Member of the Colorado Senate from the 3rd district
- In office September 11, 2013 – January 7, 2015
- Preceded by: Angela Giron
- Succeeded by: Leroy Garcia

Personal details
- Born: 1948 Pueblo, Colorado, U.S.
- Died: 10/03/2024
- Party: Republican
- Spouse: Kathryn
- Profession: Colorado State Senator

= George Rivera =

American politician

George Rivera is a former member of the Colorado Senate elected in a September 10, 2013 recall election to replace Angela Giron. Rivera was elected from Colorado's State Senate District 3, which includes Pueblo, Colorado. Giron was the second ever Colorado legislator to be successfully recalled in the state's history.

==Life and career==
Rivera was born in Pueblo, Colorado in 1948 and grew up on the city's east side. His parents arrived in Pueblo in 1948 after crossing into the U.S. illegally from Mexico. In 1963 they returned to Mexico (along with Rivera's grandmother) to process their visas and returned to the U.S. legally, later becoming U.S. citizens.

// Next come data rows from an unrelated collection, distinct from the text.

//! Sequential segment download for one resolved branch.

use bytes::Bytes;
use tracing::debug;
use url::Url;

use crate::error::ConvertError;
use crate::events::{ConvertEvent, Progress};
use crate::fetch::Fetcher;
use crate::manifest::attribute_value;
use crate::resolve::ResolvedStream;
use crate::url_utils;

const MAP_TAG: &str = "#EXT-X-MAP:";

/// One fetched media segment, named as the playlist wrote it.
#[derive(Debug, Clone, PartialEq, Eq)]
pub struct Segment {
    pub name: String,
    pub data: Bytes,
}

/// References a media playlist makes, split into the optional
/// initialization segment and the ordered media segments.
#[derive(Debug, Clone, Default, PartialEq, Eq)]
pub struct SegmentReferences {
    pub init: Option<String>,
    pub media: Vec<String>,
}

/// Scans a media playlist for everything that has to be fetched.
///
/// Any non-empty line not starting with `#` is a media segment reference,
/// kept verbatim in playlist order. The first map directive carrying a
/// `URI` attribute contributes the init reference; one without a `URI`
/// has nothing to fetch and is skipped.
pub fn segment_references(playlist: &str) -> SegmentReferences {
    let mut references = SegmentReferences::default();
    for line in playlist.lines() {
        let line = line.trim();
        if line.is_empty() {
            continue;
        }
        if let Some(attributes) = line.strip_prefix(MAP_TAG) {
            if references.init.is_none()
                && let Some(uri) = attribute_value(attributes, "URI")
            {
                references.init = Some(uri.to_string());
            }
            continue;
        }
        if line.starts_with('#') {
            continue;
        }
        references.media.push(line.to_string());
    }
    references
}

/// Fetches every segment of `stream`, init segment first, in playlist
/// order. The first failed fetch aborts the whole acquisition; nothing
/// partial is returned.
pub async fn acquire(
    fetcher: &dyn Fetcher,
    stream: &ResolvedStream,
    use_proxy: bool,
    progress: &Progress,
) -> Result<Vec<Segment>, ConvertError> {
    let base = url_utils::directory_of(&stream.final_url)?;
    debug!(playlist = %stream.final_url, base = %base, "derived segment base URL");

    let references = segment_references(&stream.playlist);
    let mut segments =
        Vec::with_capacity(references.media.len() + usize::from(references.init.is_some()));

    if let Some(init) = &references.init {
        progress.emit(ConvertEvent::FetchingInitSegment { name: init.clone() });
        segments.push(fetch_segment(fetcher, &base, init, use_proxy).await?);
    }

    let total = references.media.len();
    for (index, name) in references.media.iter().enumerate() {
        progress.emit(ConvertEvent::FetchingSegment {
            name: name.clone(),
            index,
            total,
        });
        segments.push(fetch_segment(fetcher, &base, name, use_proxy).await?);
    }

    Ok(segments)
}

async fn fetch_segment(
    fetcher: &dyn Fetcher,
    base: &Url,
    name: &str,
    use_proxy: bool,
) -> Result<Segment, ConvertError> {
    let url = url_utils::resolve(name, base)?;
    let data = fetcher
        .fetch_bytes(&url, use_proxy)
        .await
        .map_err(|source| ConvertError::SegmentFetch {
            name: name.to_string(),
            url: url.to_string(),
            source: Box::new(source),
        })?;
    debug!(name = %name, size = data.len(), "fetched segment");
    Ok(Segment {
        name: name.to_string(),
        data,
    })
}

#[cfg(test)]
mod tests {
    use super::*;

    #[test]
    fn references_keep_playlist_order_and_raw_names() {
        let playlist = "#EXTM3U\n\
#EXT-X-TARGETDURATION:6\n\
#EXTINF:6.0,\n\
video/seg1.ts\n\
#EXTINF:6.0,\n\
video/seg2.ts\n\
\n\
#EXTINF:4.2,\n\
video/seg3.ts\n\
#EXT-X-ENDLIST\n";
        let references = segment_references(playlist);
        assert_eq!(references.init, None);
        assert_eq!(
            references.media,
            vec!["video/seg1.ts", "video/seg2.ts", "video/seg3.ts"]
        );
    }

    #[test]
    fn map_directive_contributes_the_init_reference() {
        let playlist = "#EXTM3U\n\
#EXT-X-MAP:URI=\"init.mp4\"\n\
#EXTINF:6.0,\n\
seg1.m4s\n";
        let references = segment_references(playlist);
        assert_eq!(references.init.as_deref(), Some("init.mp4"));
        assert_eq!(references.media, vec!["seg1.m4s"]);
    }

    #[test]
    fn only_the_first_map_directive_counts() {
        let playlist = "#EXT-X-MAP:URI=\"first.mp4\"\n#EXT-X-MAP:URI=\"second.mp4\"\nseg.m4s\n";
        let references = segment_references(playlist);
        assert_eq!(references.init.as_deref(), Some("first.mp4"));
    }

    #[test]
    fn map_directive_without_uri_is_skipped() {
        let playlist = "#EXT-X-MAP:BYTERANGE=\"720@0\"\nseg.m4s\n";
        let references = segment_references(playlist);
        assert_eq!(references.init, None);
        assert_eq!(references.media, vec!["seg.m4s"]);
    }

    #[test]
    fn padded_segment_lines_yield_clean_names() {
        let playlist = "#EXTM3U\r\n\
#EXTINF:6.0,\r\n\
seg1.ts\r\n\
#EXTINF:6.0,\n\
  seg2.ts \t\n";
        let references = segment_references(playlist);
        assert_eq!(references.media, vec!["seg1.ts", "seg2.ts"]);
    }
}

Rivera attended Catholic schools for 12 years, first at St. Leander's Grade School and graduated in 1966 from Pueblo Catholic High School (which became Roncalli Middle School in the early 1970s). He has an associate degree in General Studies from Pueblo Community College.

He joined the Pueblo Police Department in 1971 and served as a Patrolman, Corporal, Sergeant, Captain and Deputy Chief, before retiring in 2005. He is married to Kathryn and they have two children, George and Jennifer, as well as step-children Brandon, Rachel, and Victor. They also have a granddaughter Sarah. Rivera has one brother, Juan Rivera, and two sisters, Lucia Rivera-Aragon and Martha Yarusso.

==Political positions==
Rivera supports a statewide school voucher system. He is also an advocate for lessened regulations on guns.